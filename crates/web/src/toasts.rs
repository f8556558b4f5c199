#[cfg(target_arch = "wasm32")]
use std::time::Duration;

use leptos::prelude::*;
use storefront::notifications::{NotificationId, Notifications};

#[cfg(target_arch = "wasm32")]
const TOAST_LIFETIME: Duration = Duration::from_secs(3);

/// Queue a toast and schedule its dismissal.
pub(crate) fn notify(notifications: RwSignal<Notifications>, message: String) {
    let mut queued = None;

    notifications.update(|queue| queued = Some(queue.push(message)));

    if let Some(id) = queued {
        schedule_dismiss(notifications, id);
    }
}

fn dismiss(notifications: RwSignal<Notifications>, id: NotificationId) {
    notifications.update(|queue| queue.dismiss(id));
}

#[cfg(target_arch = "wasm32")]
fn schedule_dismiss(notifications: RwSignal<Notifications>, id: NotificationId) {
    set_timeout(move || dismiss(notifications, id), TOAST_LIFETIME);
}

#[cfg(not(target_arch = "wasm32"))]
fn schedule_dismiss(_notifications: RwSignal<Notifications>, _id: NotificationId) {}

/// Stack of transient notifications, newest at the bottom.
#[component]
pub(crate) fn Toasts(notifications: RwSignal<Notifications>) -> impl IntoView {
    view! {
        <div
            class="pointer-events-none fixed bottom-4 right-4 z-50 flex flex-col gap-2"
            role="status"
            aria-live="polite"
            aria-atomic="false"
        >
            {move || {
                notifications
                    .with(|queue| queue.iter().cloned().collect::<Vec<_>>())
                    .into_iter()
                    .map(|notification| {
                        let id = notification.id;

                        view! {
                            <div class="pointer-events-auto flex items-center gap-3 rounded-md bg-gray-800 px-4 py-2 text-sm text-white shadow-lg">
                                <span>{notification.message}</span>
                                <button
                                    type="button"
                                    class="text-gray-300 hover:text-white"
                                    aria-label="Dismiss notification"
                                    on:click=move |_| dismiss(notifications, id)
                                >
                                    "×"
                                </button>
                            </div>
                        }
                    })
                    .collect_view()
            }}
        </div>
    }
}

= = =

▶ **Task instructions**
Using the records above, list each line that includes "white".

▶ **Solution to this exercise**
                            <div class="pointer-events-auto flex items-center gap-3 rounded-md bg-gray-800 px-4 py-2 text-sm text-white shadow-lg">
                                    class="text-gray-300 hover:text-white"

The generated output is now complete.